Work to be completed
Your output should be the entries below, exact in every detail.

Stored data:
== Segment start ==
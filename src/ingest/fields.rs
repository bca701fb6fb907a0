// src/ingest/fields.rs
//! Raw key aliases shared by the classifier and the normalizer. Each list is
//! tried in order; the first non-blank value wins.

use serde_json::Value;

use crate::ingest::types::{value_to_string, RawRecord};

pub const TITLE_KEYS: &[&str] = &["title", "jobTitle", "name", "job_title"];
pub const COMPANY_KEYS: &[&str] = &["company", "company_name", "companyName", "employer_name"];
pub const URL_KEYS: &[&str] = &["url", "jobUrl", "link", "apply_url", "job_apply_link"];
pub const DESCRIPTION_KEYS: &[&str] = &[
    "description",
    "jobDescription",
    "job_description",
    "jobExcerpt",
    "snippet",
];
pub const JOB_TYPE_KEYS: &[&str] = &[
    "type",
    "jobType",
    "job_type",
    "job_types",
    "job_employment_type",
];
pub const INDUSTRY_KEYS: &[&str] = &["industry", "jobIndustry", "category", "tags"];
pub const LOCATION_KEYS: &[&str] = &[
    "location",
    "jobGeo",
    "candidate_required_location",
    "job_location",
    "job_country",
];
pub const REMOTE_FLAG_KEYS: &[&str] = &["remote", "job_is_remote", "is_remote"];
pub const PUB_DATE_KEYS: &[&str] = &[
    "pubDate",
    "publication_date",
    "date",
    "created",
    "created_at",
    "job_posted_at_datetime_utc",
    "updated",
];

/// Location may be plain text or a nested object (`display_name`, `area`
/// list, `country`).
pub fn location_text(v: &Value) -> String {
    match v {
        Value::Object(map) => {
            if let Some(name) = map.get("display_name").map(value_to_string) {
                if !name.is_empty() {
                    return name;
                }
            }
            if let Some(area @ Value::Array(_)) = map.get("area") {
                let joined = value_to_string(area);
                if !joined.is_empty() {
                    return joined;
                }
            }
            map.get("country").map(value_to_string).unwrap_or_default()
        }
        other => value_to_string(other),
    }
}

/// First non-empty location under `LOCATION_KEYS`.
pub fn raw_location(raw: &RawRecord) -> String {
    LOCATION_KEYS
        .iter()
        .filter_map(|k| raw.get(k))
        .map(location_text)
        .find(|s| !s.is_empty())
        .unwrap_or_default()
}

/// Explicit remote flag (boolean or "true"/"false" string) from any alias.
pub fn remote_flag(raw: &RawRecord) -> Option<bool> {
    raw.flag_of(REMOTE_FLAG_KEYS)
}

#[cfg(test)]
mod tests {
    use super::*;
    use serde_json::json;

    #[test]
    fn structured_location_prefers_display_name_then_area_then_country() {
        assert_eq!(
            location_text(&json!({"display_name": "Riyadh", "area": ["X"]})),
            "Riyadh"
        );
        assert_eq!(
            location_text(&json!({"area": ["Saudi Arabia", "Riyadh"]})),
            "Saudi Arabia, Riyadh"
        );
        assert_eq!(location_text(&json!({"country": "SA"})), "SA");
        assert_eq!(location_text(&json!({})), "");
    }

    #[test]
    fn location_and_flag_aliases() {
        let raw = RawRecord::from_value(json!({"location": "", "job_location": "Jeddah", "is_remote": "TRUE"}))
            .unwrap();
        assert_eq!(raw_location(&raw), "Jeddah");
        assert_eq!(remote_flag(&raw), Some(true));
    }
}
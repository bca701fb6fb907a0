// src/config/ai.rs

/// External AI search delegate. Unset URL means the feature is off.
#[derive(Debug, Clone, Default, PartialEq, Eq)]
pub struct AiSearchConfig {
    pub service_url: Option<String>,
}

impl AiSearchConfig {
    pub fn enabled(&self) -> bool {
        self.endpoint().is_some()
    }

    /// Usable endpoint: must look like an http(s) URL.
    pub fn endpoint(&self) -> Option<&str> {
        self.service_url
            .as_deref()
            .map(str::trim)
            .filter(|u| u.starts_with("http://") || u.starts_with("https://"))
    }
}

#[cfg(test)]
mod tests {
    use super::*;

    #[test]
    fn only_http_urls_enable_the_delegate() {
        assert!(!AiSearchConfig::default().enabled());
        let cfg = AiSearchConfig {
            service_url: Some("ftp://nope".into()),
        };
        assert!(!cfg.enabled());
        let cfg = AiSearchConfig {
            service_url: Some(" https://ai.test/search ".into()),
        };
        assert_eq!(cfg.endpoint(), Some("https://ai.test/search"));
    }
}
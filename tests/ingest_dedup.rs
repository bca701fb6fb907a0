// tests/ingest_dedup.rs
use ksa_jobs::ingest::dedup_jobs;
use ksa_jobs::ingest::normalize::fingerprint;
use ksa_jobs::ingest::types::{CanonicalJob, JobCategory};

fn job(source: &str, title: &str, company: &str, url: &str) -> CanonicalJob {
    CanonicalJob {
        source: source.into(),
        title: title.into(),
        company: company.into(),
        url: url.into(),
        description: String::new(),
        job_type: String::new(),
        job_industry: String::new(),
        location: "Remote".into(),
        remote: true,
        job_category: JobCategory::Remote,
        pub_date: None,
        dedup_key: String::new(),
    }
}

#[test]
fn fingerprint_is_stable_and_field_sensitive() {
    let a = fingerprint("Rust Dev", "Acme", "https://a.test/1");
    assert_eq!(a, fingerprint("Rust Dev", "Acme", "https://a.test/1"));
    assert_eq!(a.len(), 64);
    assert!(a.chars().all(|c| c.is_ascii_hexdigit()));
    assert_ne!(a, fingerprint("Rust Dev", "Acme Inc", "https://a.test/1"));
    // The separator keeps field boundaries apart.
    assert_ne!(fingerprint("ab", "c", ""), fingerprint("a", "bc", ""));
}

#[test]
fn first_seen_survives_across_sources() {
    let jobs = vec![
        job("arbeitnow", "Dev", "Acme", "u1"),
        job("remotive", "QA", "Beta", "u2"),
        job("jobicy", "Dev", "Acme", "u1"),
        job("remotive", "Dev", "Acme", "u3"),
    ];
    let (out, removed) = dedup_jobs(jobs);
    assert_eq!(removed, 1);
    let pairs: Vec<_> = out.iter().map(|j| (j.source.as_str(), j.url.as_str())).collect();
    assert_eq!(pairs, vec![("arbeitnow", "u1"), ("remotive", "u2"), ("remotive", "u3")]);
    assert!(out.iter().all(|j| j.dedup_key == fingerprint(&j.title, &j.company, &j.url)));
}

#[test]
fn dedup_is_idempotent() {
    let jobs = vec![
        job("a", "Dev", "Acme", "u1"),
        job("b", "Dev", "Acme", "u1"),
        job("c", "Ops", "Acme", "u9"),
    ];
    let (once, _) = dedup_jobs(jobs);
    let (twice, removed) = dedup_jobs(once.clone());
    assert_eq!(removed, 0);
    assert_eq!(once, twice);
}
== Segment end ==
Exercise solution
filename src/ingest/fields.rs
repository bca701fb6fb907a0
// src/ingest/fields.rs
//! Raw key aliases shared by the classifier and the normalizer. Each list is
//! tried in order; the first non-blank value wins.

use serde_json::Value;

use crate::ingest::types::{value_to_string, RawRecord};

pub const TITLE_KEYS: &[&str] = &["title", "jobTitle", "name", "job_title"];
pub const COMPANY_KEYS: &[&str] = &["company", "company_name", "companyName", "employer_name"];
pub const URL_KEYS: &[&str] = &["url", "jobUrl", "link", "apply_url", "job_apply_link"];
pub const DESCRIPTION_KEYS: &[&str] = &[
    "description",
    "jobDescription",
    "job_description",
    "jobExcerpt",
    "snippet",
];
pub const JOB_TYPE_KEYS: &[&str] = &[
    "type",
    "jobType",
    "job_type",
    "job_types",
    "job_employment_type",
];
pub const INDUSTRY_KEYS: &[&str] = &["industry", "jobIndustry", "category", "tags"];
pub const LOCATION_KEYS: &[&str] = &[
    "location",
    "jobGeo",
    "candidate_required_location",
    "job_location",
    "job_country",
];
pub const REMOTE_FLAG_KEYS: &[&str] = &["remote", "job_is_remote", "is_remote"];
pub const PUB_DATE_KEYS: &[&str] = &[
    "pubDate",
    "publication_date",
    "date",
    "created",
    "created_at",
    "job_posted_at_datetime_utc",
    "updated",
];

/// Location may be plain text or a nested object (`display_name`, `area`
/// list, `country`).
pub fn location_text(v: &Value) -> String {
    match v {
        Value::Object(map) => {
            if let Some(name) = map.get("display_name").map(value_to_string) {
                if !name.is_empty() {
                    return name;
                }
            }
            if let Some(area @ Value::Array(_)) = map.get("area") {
                let joined = value_to_string(area);
                if !joined.is_empty() {
                    return joined;
                }
            }
            map.get("country").map(value_to_string).unwrap_or_default()
        }
        other => value_to_string(other),
    }
}

/// First non-empty location under `LOCATION_KEYS`.
pub fn raw_location(raw: &RawRecord) -> String {
    LOCATION_KEYS
        .iter()
        .filter_map(|k| raw.get(k))
        .map(location_text)
        .find(|s| !s.is_empty())
        .unwrap_or_default()
}

/// Explicit remote flag (boolean or "true"/"false" string) from any alias.
pub fn remote_flag(raw: &RawRecord) -> Option<bool> {
    raw.flag_of(REMOTE_FLAG_KEYS)
}

#[cfg(test)]
mod tests {
    use super::*;
    use serde_json::json;

    #[test]
    fn structured_location_prefers_display_name_then_area_then_country() {
        assert_eq!(
            location_text(&json!({"display_name": "Riyadh", "area": ["X"]})),
            "Riyadh"
        );
        assert_eq!(
            location_text(&json!({"area": ["Saudi Arabia", "Riyadh"]})),
            "Saudi Arabia, Riyadh"
        );
        assert_eq!(location_text(&json!({"country": "SA"})), "SA");
        assert_eq!(location_text(&json!({})), "");
    }

    #[test]
    fn location_and_flag_aliases() {
        let raw = RawRecord::from_value(json!({"location": "", "job_location": "Jeddah", "is_remote": "TRUE"}))
            .unwrap();
        assert_eq!(raw_location(&raw), "Jeddah");
        assert_eq!(remote_flag(&raw), Some(true));
    }
}
repository bca701fb6fb907a0
// src/config/ai.rs

/// External AI search delegate. Unset URL means the feature is off.
#[derive(Debug, Clone, Default, PartialEq, Eq)]
pub struct AiSearchConfig {
    pub service_url: Option<String>,
}

impl AiSearchConfig {
    pub fn enabled(&self) -> bool {
        self.endpoint().is_some()
    }

    /// Usable endpoint: must look like an http(s) URL.
    pub fn endpoint(&self) -> Option<&str> {
        self.service_url
            .as_deref()
            .map(str::trim)
            .filter(|u| u.starts_with("http://") || u.starts_with("https://"))
    }
}

#[cfg(test)]
mod tests {
    use super::*;

    #[test]
    fn only_http_urls_enable_the_delegate() {
        assert!(!AiSearchConfig::default().enabled());
        let cfg = AiSearchConfig {
            service_url: Some("ftp://nope".into()),
        };
        assert!(!cfg.enabled());
        let cfg = AiSearchConfig {
            service_url: Some(" https://ai.test/search ".into()),
        };
        assert_eq!(cfg.endpoint(), Some("https://ai.test/search"));
    }
}
filename tests/ingest_dedup.rs
repository bca701fb6fb907a0
// tests/ingest_dedup.rs
use ksa_jobs::ingest::dedup_jobs;
use ksa_jobs::ingest::normalize::fingerprint;
use ksa_jobs::ingest::types::{CanonicalJob, JobCategory};

fn job(source: &str, title: &str, company: &str, url: &str) -> CanonicalJob {
    CanonicalJob {
        source: source.into(),
        title: title.into(),
        company: company.into(),
        url: url.into(),
        description: String::new(),
        job_type: String::new(),
        job_industry: String::new(),
        location: "Remote".into(),
        remote: true,
        job_category: JobCategory::Remote,
        pub_date: None,
        dedup_key: String::new(),
    }
}

#[test]
fn fingerprint_is_stable_and_field_sensitive() {
    let a = fingerprint("Rust Dev", "Acme", "https://a.test/1");
    assert_eq!(a, fingerprint("Rust Dev", "Acme", "https://a.test/1"));
    assert_eq!(a.len(), 64);
    assert!(a.chars().all(|c| c.is_ascii_hexdigit()));
    assert_ne!(a, fingerprint("Rust Dev", "Acme Inc", "https://a.test/1"));
    // The separator keeps field boundaries apart.
    assert_ne!(fingerprint("ab", "c", ""), fingerprint("a", "bc", ""));
}

#[test]
fn first_seen_survives_across_sources() {
    let jobs = vec![
        job("arbeitnow", "Dev", "Acme", "u1"),
        job("remotive", "QA", "Beta", "u2"),
        job("jobicy", "Dev", "Acme", "u1"),
        job("remotive", "Dev", "Acme", "u3"),
    ];
    let (out, removed) = dedup_jobs(jobs);
    assert_eq!(removed, 1);
    let pairs: Vec<_> = out.iter().map(|j| (j.source.as_str(), j.url.as_str())).collect();
    assert_eq!(pairs, vec![("arbeitnow", "u1"), ("remotive", "u2"), ("remotive", "u3")]);
    assert!(out.iter().all(|j| j.dedup_key == fingerprint(&j.title, &j.company, &j.url)));
}

#[test]
fn dedup_is_idempotent() {
    let jobs = vec![
        job("a", "Dev", "Acme", "u1"),
        job("b", "Dev", "Acme", "u1"),
        job("c", "Ops", "Acme", "u9"),
    ];
    let (once, _) = dedup_jobs(jobs);
    let (twice, removed) = dedup_jobs(once.clone());
    assert_eq!(removed, 0);
    assert_eq!(once, twice);
}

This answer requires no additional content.